START Dataset records
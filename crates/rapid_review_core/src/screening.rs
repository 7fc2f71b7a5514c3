//! crates/rapid_review_core/src/screening.rs
//!
//! The abstract screening loop: present the next unreviewed paper, record the
//! reviewer's decision, ask the store to check for a conflict, and move on
//! until nothing is left to review.

use tracing::{debug, info, warn};
use uuid::Uuid;

use crate::access::require_member;
use crate::domain::{Conflict, Decision, PaperView, Review};
use crate::error::CoreResult;
use crate::ports::DatabaseService;
use crate::query::PaperQuery;

/// Where a reviewer stands in the screening loop.
#[derive(Debug, Clone, PartialEq)]
pub enum ScreeningState {
    /// A paper is waiting for the reviewer's decision.
    Presenting(PaperView),
    /// Every paper in the project carries a decision from this reviewer.
    Exhausted,
}

impl ScreeningState {
    pub fn is_exhausted(&self) -> bool {
        matches!(self, ScreeningState::Exhausted)
    }
}

/// What a successful submission produced.
#[derive(Debug, Clone, PartialEq)]
pub struct SubmitOutcome {
    pub review: Review,
    /// The conflict the store opened (or already had open) for this paper.
    pub conflict: Option<Conflict>,
    pub next: ScreeningState,
}

/// Drives one reviewer through one project's screening queue.
pub struct ScreeningFlow<'a> {
    db: &'a dyn DatabaseService,
    project_id: Uuid,
    reviewer_id: Uuid,
}

impl<'a> ScreeningFlow<'a> {
    pub fn new(db: &'a dyn DatabaseService, project_id: Uuid, reviewer_id: Uuid) -> Self {
        Self {
            db,
            project_id,
            reviewer_id,
        }
    }

    /// Fetches the paper the reviewer should look at next.
    pub async fn next(&self) -> CoreResult<ScreeningState> {
        require_member(self.db, self.project_id, self.reviewer_id).await?;
        self.fetch_next().await
    }

    /// Validates the decision literal, then records it.
    ///
    /// An unknown literal is rejected before the store is contacted.
    pub async fn submit(&self, paper_id: Uuid, decision: &str) -> CoreResult<SubmitOutcome> {
        let decision: Decision = decision.parse()?;
        self.submit_decision(paper_id, decision).await
    }

    pub async fn submit_decision(
        &self,
        paper_id: Uuid,
        decision: Decision,
    ) -> CoreResult<SubmitOutcome> {
        require_member(self.db, self.project_id, self.reviewer_id).await?;

        let review = self
            .db
            .upsert_review(self.project_id, paper_id, self.reviewer_id, decision)
            .await?;
        info!(
            review_id = %review.id,
            paper_id = %paper_id,
            decision = %decision,
            "Review recorded"
        );

        // A failed check must not undo the review the reviewer just made.
        let conflict = match self.db.check_for_conflict(review.id).await {
            Ok(Some(conflict)) => {
                info!(conflict_id = %conflict.id, paper_id = %paper_id, "Conflict detected");
                Some(conflict)
            }
            Ok(None) => {
                debug!(review_id = %review.id, "No conflict for review");
                None
            }
            Err(e) => {
                warn!("Conflict check failed for review {}: {:?}", review.id, e);
                None
            }
        };

        let next = self.fetch_next().await?;
        if next.is_exhausted() {
            info!(project_id = %self.project_id, "No more papers to screen");
        }

        Ok(SubmitOutcome {
            review,
            conflict,
            next,
        })
    }

    async fn fetch_next(&self) -> CoreResult<ScreeningState> {
        let page = self
            .db
            .fetch_papers(self.project_id, self.reviewer_id, &PaperQuery::next_unreviewed())
            .await?;

        Ok(match page.papers.into_iter().next() {
            Some(paper) => ScreeningState::Presenting(paper),
            None => ScreeningState::Exhausted,
        })
    }
}

/// Every reviewer's decision on one paper, oldest first.
pub async fn list_paper_reviews(
    db: &dyn DatabaseService,
    project_id: Uuid,
    paper_id: Uuid,
    user_id: Uuid,
) -> CoreResult<Vec<Review>> {
    require_member(db, project_id, user_id).await?;
    let mut reviews = db.fetch_reviews(project_id, Some(paper_id), None).await?;
    reviews.sort_by(|a, b| a.created_at.cmp(&b.created_at));
    Ok(reviews)
}
/// Signs up a user and returns the `Cookie` header value for their session.
async fn signup(app: &Router, email: &str) -> String {
    let req = request(
        "POST",
        "/auth/signup",
        None,
        Some(json!({ "email": email, "password": "correct horse", "first_name": "Ada" })),
    );
    let response = app.clone().oneshot(req).await.unwrap();
    assert_eq!(response.status(), StatusCode::CREATED);
    let set_cookie = response
        .headers()
        .get(header::SET_COOKIE)
        .and_then(|v| v.to_str().ok())
        .unwrap();
    set_cookie.split(';').next().unwrap().to_string()
}

async fn create_project(app: &Router, cookie: &str) -> String {
    let (status, body) = send(
        app,
        request(
            "POST",
            "/projects",
            Some(cookie),
            Some(json!({
                "name": "Sleep and memory",
                "research_question": "Does sleep deprivation impair memory consolidation?",
                "keywords": ["sleep", "memory"]
            })),
        ),
    )
    .await;
    assert_eq!(status, StatusCode::CREATED);
    body["id"].as_str().unwrap().to_string()
}

async fn import_paper(app: &Router, cookie: &str, project_id: &str, title: &str) -> String {
    let (status, body) = send(
        app,
        request(
            "POST",
            &format!("/projects/{}/papers", project_id),
            Some(cookie),
            Some(json!({ "title": title, "abstract_text": "An abstract.", "authors": ["Doe, J."] })),
        ),
    )
    .await;
    assert_eq!(status, StatusCode::CREATED);
    body["paper"]["id"].as_str().unwrap().to_string()
}

//=========================================================================================
// Authentication
//=========================================================================================

#[tokio::test]
async fn protected_routes_require_a_session() {
    let app = setup_app();

    let (status, _) = send(&app, request("GET", "/projects", None, None)).await;
    assert_eq!(status, StatusCode::UNAUTHORIZED);

    let (status, _) = send(&app, request("GET", "/projects", Some("session=bogus"), None)).await;
    assert_eq!(status, StatusCode::UNAUTHORIZED);
}

#[tokio::test]
async fn signup_login_and_me() {
    let app = setup_app();
    let cookie = signup(&app, "Ada@Example.org").await;

    let (status, me) = send(&app, request("GET", "/auth/me", Some(&cookie), None)).await;
    assert_eq!(status, StatusCode::OK);
    assert_eq!(me["email"], "ada@example.org");
    assert_eq!(me["display_name"], "Ada");

    let (status, _) = send(
        &app,
        request(
            "POST",
            "/auth/login",
            None,
            Some(json!({ "email": "ada@example.org", "password": "wrong password" })),
        ),
    )
    .await;
    assert_eq!(status, StatusCode::UNAUTHORIZED);

    let (status, body) = send(
        &app,
        request(
            "POST",
            "/auth/login",
            None,
            Some(json!({ "email": "ada@example.org", "password": "correct horse" })),
        ),
    )
    .await;
    assert_eq!(status, StatusCode::OK);
    assert_eq!(body["user_id"], me["user_id"]);
}

#[tokio::test]
async fn signup_rejects_bad_input_and_duplicates() {
    let app = setup_app();

    let (status, _) = send(
        &app,
        request(
            "POST",
            "/auth/signup",
            None,
            Some(json!({ "email": "ada@example.org", "password": "short" })),
        ),
    )
    .await;
    assert_eq!(status, StatusCode::BAD_REQUEST);

    signup(&app, "ada@example.org").await;
    let (status, _) = send(
        &app,
        request(
            "POST",
            "/auth/signup",
            None,
            Some(json!({ "email": "ada@example.org", "password": "another password" })),
        ),
    )
    .await;
    assert_eq!(status, StatusCode::CONFLICT);
}

#[tokio::test]
async fn logout_ends_the_session() {
    let app = setup_app();
    let cookie = signup(&app, "ada@example.org").await;

    let (status, _) = send(&app, request("POST", "/auth/logout", Some(&cookie), None)).await;
    assert_eq!(status, StatusCode::OK);

    let (status, _) = send(&app, request("GET", "/auth/me", Some(&cookie), None)).await;
    assert_eq!(status, StatusCode::UNAUTHORIZED);
}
END Dataset records
**What to work on**: Copy out each line of the listing that holds the string "password".

**Exercise result**:
        Some(json!({ "email": email, "password": "correct horse", "first_name": "Ada" })),
            Some(json!({ "email": "ada@example.org", "password": "wrong password" })),
            Some(json!({ "email": "ada@example.org", "password": "correct horse" })),
            Some(json!({ "email": "ada@example.org", "password": "short" })),
            Some(json!({ "email": "ada@example.org", "password": "another password" })),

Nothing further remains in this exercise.